North Carolina Medicaid Coverage for Metformin
North Carolina Medicaid (NC Tracks / Carolina Cares) covers metformin for type 2 diabetes without prior authorization on the standard preferred drug list. The drug is Tier 1 on most NC commercial formularies as well. [15]
Metformin is not covered by NC Medicaid for a prediabetes-only indication. That is a meaningful restriction: the Diabetes Prevention Program Outcomes Study (DPPOS) showed metformin reduced progression from prediabetes to type 2 diabetes by 31% over 10 years in the lifestyle group (N=3,234) [4], but NC Medicaid has not added prediabetes as a covered indication. Patients with prediabetes paying out of pocket face a cash cost of $4, $10/month at most NC retail pharmacies.

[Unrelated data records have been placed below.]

use bson::{doc, Document};
use mongodb::options::FindOptions;
use mongodb::Database;
use rocket::futures::StreamExt;
use uuid::Uuid;

use crate::assets::AssetSource;
use crate::data::filter;
use crate::data::section::db::SectionDbExt;
use crate::data::section::{Section, SECTION_COLLECTION_NAME};
use crate::data::video::db::VideoDbExt;
use crate::data::video::{Video, VIDEO_COLLECTION_NAME};
use crate::duration;
use crate::middleware::paging::PageState;
use crate::resp::problem::Problem;

use super::{Course, CourseSummary, COURSE_COLLECTION_NAME};

pub mod problem {
    use crate::resp::problem::Problem;
    use rocket::http::Status;
    use uuid::Uuid;

    #[inline]
    pub fn not_found(id: Uuid) -> Problem {
        Problem::new_untyped(Status::NotFound, "Course doesn't exist.")
            .insert("id", id.to_string())
            .clone()
    }

    #[inline]
    pub fn thumbnail_required() -> Problem {
        Problem::new_untyped(Status::BadRequest, "Thumbnail is required (file or URL).")
    }
}

#[derive(Debug, Clone)]
pub struct CourseCreateData {
    pub title: String,
    pub description: Option<String>,
    pub category_id: Uuid,
    pub price: f64,
    pub estimated_price: Option<f64>,
    pub tags: Vec<String>,
    pub level: String,
    pub benefits: Vec<String>,
}

#[derive(Debug, Clone, Default)]
pub struct CourseUpdateData {
    pub title: Option<String>,
    pub description: Option<String>,
    pub category_id: Option<Uuid>,
    pub price: Option<f64>,
    pub estimated_price: Option<f64>,
    pub tags: Option<Vec<String>>,
    pub level: Option<String>,
    pub benefits: Option<Vec<String>>,
}

/// What a course cascade delete removed alongside the course itself.
#[derive(Debug, Clone)]
pub struct CascadeRemoval {
    pub course: Course,
    pub sections_removed: u64,
    pub videos_removed: u64,
}

pub trait CourseDbExt {
    async fn create_course(
        &self,
        data: CourseCreateData,
        thumbnail: AssetSource,
        instructor_id: Uuid,
    ) -> Result<Course, Problem>;

    async fn get_course(&self, id: Uuid) -> Result<Option<Course>, Problem>;

    async fn list_courses(&self, page: PageState) -> Result<Vec<Course>, Problem>;

    async fn list_published_courses(&self, page: PageState) -> Result<Vec<Course>, Problem>;

    async fn courses_by_instructor(&self, instructor_id: Uuid) -> Result<Vec<Course>, Problem>;

    async fn update_course(
        &self,
        id: Uuid,
        data: CourseUpdateData,
        thumbnail: Option<AssetSource>,
    ) -> Result<Option<Course>, Problem>;

    async fn set_published(&self, id: Uuid, is_published: bool)
        -> Result<Option<Course>, Problem>;

    /// Removes a course and everything under it, children first (videos,
    /// then sections, then the course), so a mid-delete failure never
    /// leaves a child referencing a deleted parent.
    async fn delete_course_cascade(&self, id: Uuid) -> Result<Option<CascadeRemoval>, Problem>;

    /// The full section/video tree of a course in display order.
    async fn course_tree(&self, course_id: Uuid) -> Result<Vec<(Section, Vec<Video>)>, Problem>;

    /// Attaches section/video/duration totals to a course record.
    async fn summarize_course(&self, course: Course) -> Result<CourseSummary, Problem>;
}

impl CourseDbExt for Database {
    async fn create_course(
        &self,
        data: CourseCreateData,
        thumbnail: AssetSource,
        instructor_id: Uuid,
    ) -> Result<Course, Problem> {
        let course = Course {
            id: Uuid::new_v4(),
            title: data.title,
            description: data.description,
            category_id: data.category_id,
            price: data.price,
            estimated_price: data.estimated_price,
            thumbnail,
            tags: data.tags,
            level: data.level,
            benefits: data.benefits,
            instructor_id,
            is_published: false,
            created: chrono::Utc::now(),
        };

        self.collection::<Course>(COURSE_COLLECTION_NAME)
            .insert_one(&course, None)
            .await
            .map_err(Problem::from)?;

        Ok(course)
    }

    async fn get_course(&self, id: Uuid) -> Result<Option<Course>, Problem> {
        self.collection(COURSE_COLLECTION_NAME)
            .find_one(filter::by_id(id), None)
            .await
            .map_err(Problem::from)
    }

    async fn list_courses(&self, page: PageState) -> Result<Vec<Course>, Problem> {
        find_courses(self, None, Some(page)).await
    }

    async fn list_published_courses(&self, page: PageState) -> Result<Vec<Course>, Problem> {
        find_courses(self, Some(doc! { "is_published": true }), Some(page)).await
    }

    async fn courses_by_instructor(&self, instructor_id: Uuid) -> Result<Vec<Course>, Problem> {
        find_courses(self, Some(doc! { "instructor_id": instructor_id.to_string() }), None).await
    }

    async fn update_course(
        &self,
        id: Uuid,
        data: CourseUpdateData,
        thumbnail: Option<AssetSource>,
    ) -> Result<Option<Course>, Problem> {
        let mut changes = doc! {};
        if let Some(title) = data.title {
            changes.insert("title", title);
        }
        if let Some(description) = data.description {
            changes.insert("description", description);
        }
        if let Some(category_id) = data.category_id {
            changes.insert("category_id", category_id.to_string());
        }
        if let Some(price) = data.price {
            changes.insert("price", price);
        }
        if let Some(estimated_price) = data.estimated_price {
            changes.insert("estimated_price", estimated_price);
        }
        if let Some(tags) = data.tags {
            changes.insert("tags", tags);
        }
        if let Some(level) = data.level {
            changes.insert("level", level);
        }
        if let Some(benefits) = data.benefits {
            changes.insert("benefits", benefits);
        }
        if let Some(thumbnail) = thumbnail {
            changes.insert("thumbnail", bson::to_bson(&thumbnail).map_err(Problem::from)?);
        }

        if changes.is_empty() {
            return self.get_course(id).await;
        }

        self.collection::<Course>(COURSE_COLLECTION_NAME)
            .find_one_and_update(
                filter::by_id(id),
                doc! { "$set": changes },
                mongodb::options::FindOneAndUpdateOptions::builder()
                    .return_document(mongodb::options::ReturnDocument::After)
                    .build(),
            )
            .await
            .map_err(Problem::from)
    }

    async fn set_published(
        &self,
        id: Uuid,
        is_published: bool,
    ) -> Result<Option<Course>, Problem> {
        self.collection::<Course>(COURSE_COLLECTION_NAME)
            .find_one_and_update(
                filter::by_id(id),
                doc! { "$set": { "is_published": is_published } },
                mongodb::options::FindOneAndUpdateOptions::builder()
                    .return_document(mongodb::options::ReturnDocument::After)
                    .build(),
            )
            .await
            .map_err(Problem::from)
    }

    #[tracing::instrument(skip(self))]
    async fn delete_course_cascade(&self, id: Uuid) -> Result<Option<CascadeRemoval>, Problem> {
        let course: Course = match self.get_course(id).await? {
            Some(it) => it,
            None => return Ok(None),
        };

        let videos = self
            .collection::<Video>(VIDEO_COLLECTION_NAME)
            .delete_many(filter::by_course(id), None)
            .await
            .map_err(Problem::from)?;

        let sections = self
            .collection::<Section>(SECTION_COLLECTION_NAME)
            .delete_many(filter::by_course(id), None)
            .await
            .map_err(Problem::from)?;

        self.collection::<Course>(COURSE_COLLECTION_NAME)
            .delete_one(filter::by_id(id), None)
            .await
            .map_err(Problem::from)?;

        tracing::info!(
            "deleted course with {} sections and {} videos",
            sections.deleted_count,
            videos.deleted_count
        );

        Ok(Some(CascadeRemoval {
            course,
            sections_removed: sections.deleted_count,
            videos_removed: videos.deleted_count,
        }))
    }

    async fn course_tree(&self, course_id: Uuid) -> Result<Vec<(Section, Vec<Video>)>, Problem> {
        let sections = self.sections_by_course(course_id).await?;

        let mut tree = Vec::with_capacity(sections.len());
        for section in sections {
            let videos = self.videos_by_section(section.id).await?;
            tree.push((section, videos));
        }

        Ok(tree)
    }

    async fn summarize_course(&self, course: Course) -> Result<CourseSummary, Problem> {
        let tree = self.course_tree(course.id).await?;

        let total_sections = tree.len();
        let total_videos = tree.iter().map(|(_, videos)| videos.len()).sum();
        let total_seconds: u64 = tree
            .iter()
            .flat_map(|(_, videos)| videos.iter())
            .map(|v| v.duration_secs as u64)
            .sum();

        Ok(CourseSummary {
            course,
            total_sections,
            total_videos,
            total_duration: duration::format_total(total_seconds),
        })
    }
}

async fn find_courses(
    db: &Database,
    filter: Option<Document>,
    page: Option<PageState>,
) -> Result<Vec<Course>, Problem> {
    let mut options = FindOptions::builder().sort(doc! { "created": -1 }).build();
    if let Some(page) = page {
        options.skip = Some((page.page as u64) * page.page_length as u64);
        options.limit = Some(page.page_length as i64);
    }

    let mut cursor = db
        .collection::<Course>(COURSE_COLLECTION_NAME)
        .find(filter, options)
        .await
        .map_err(Problem::from)?;

    let mut courses = vec![];
    while let Some(course) = cursor.next().await {
        match course {
            Ok(it) => courses.push(it),
            Err(_) => tracing::warn!("Unable to deserialize Course document."),
        }
    }

    Ok(courses)
}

NC Health Choice (the state's CHIP program) covers metformin for children aged 10 and older with a type 2 diabetes diagnosis. The FDA pediatric indication aligns with that age threshold. [1]
For patients with commercial insurance, prior authorization for metformin is rare because the drug sits on virtually every Tier 1 formulary. If a PA is somehow triggered, the documentation typically required includes: an HbA1c ≥6.5% or a fasting glucose ≥126 mg/dL on two separate occasions, prescriber attestation that the patient has type 2 diabetes, and a note that first-line lifestyle intervention was attempted or is concurrent. [16]
Transferring a Metformin Prescription to North Carolina
Moving to North Carolina with an existing metformin prescription is straightforward. Metformin is a non-controlled medication, so federal and NC law place no special barriers on transfers between states. [17]
Retail pharmacy transfer. Any NC pharmacist can contact your previous out-of-state pharmacy and transfer an active, refillable metformin prescription. NC General Statute 90-85.3 governs pharmacy practice and does not restrict interstate transfers for non-scheduled drugs. [18]
Mail-order continuation. If you used a 90-day mail-order supply, most PBM mail-order pharmacies (Express Scripts, CVS Caremark, OptumRx) are licensed to ship to NC addresses. Verify your plan's in-network mail-order vendor ships to your new NC zip code before assuming continuity.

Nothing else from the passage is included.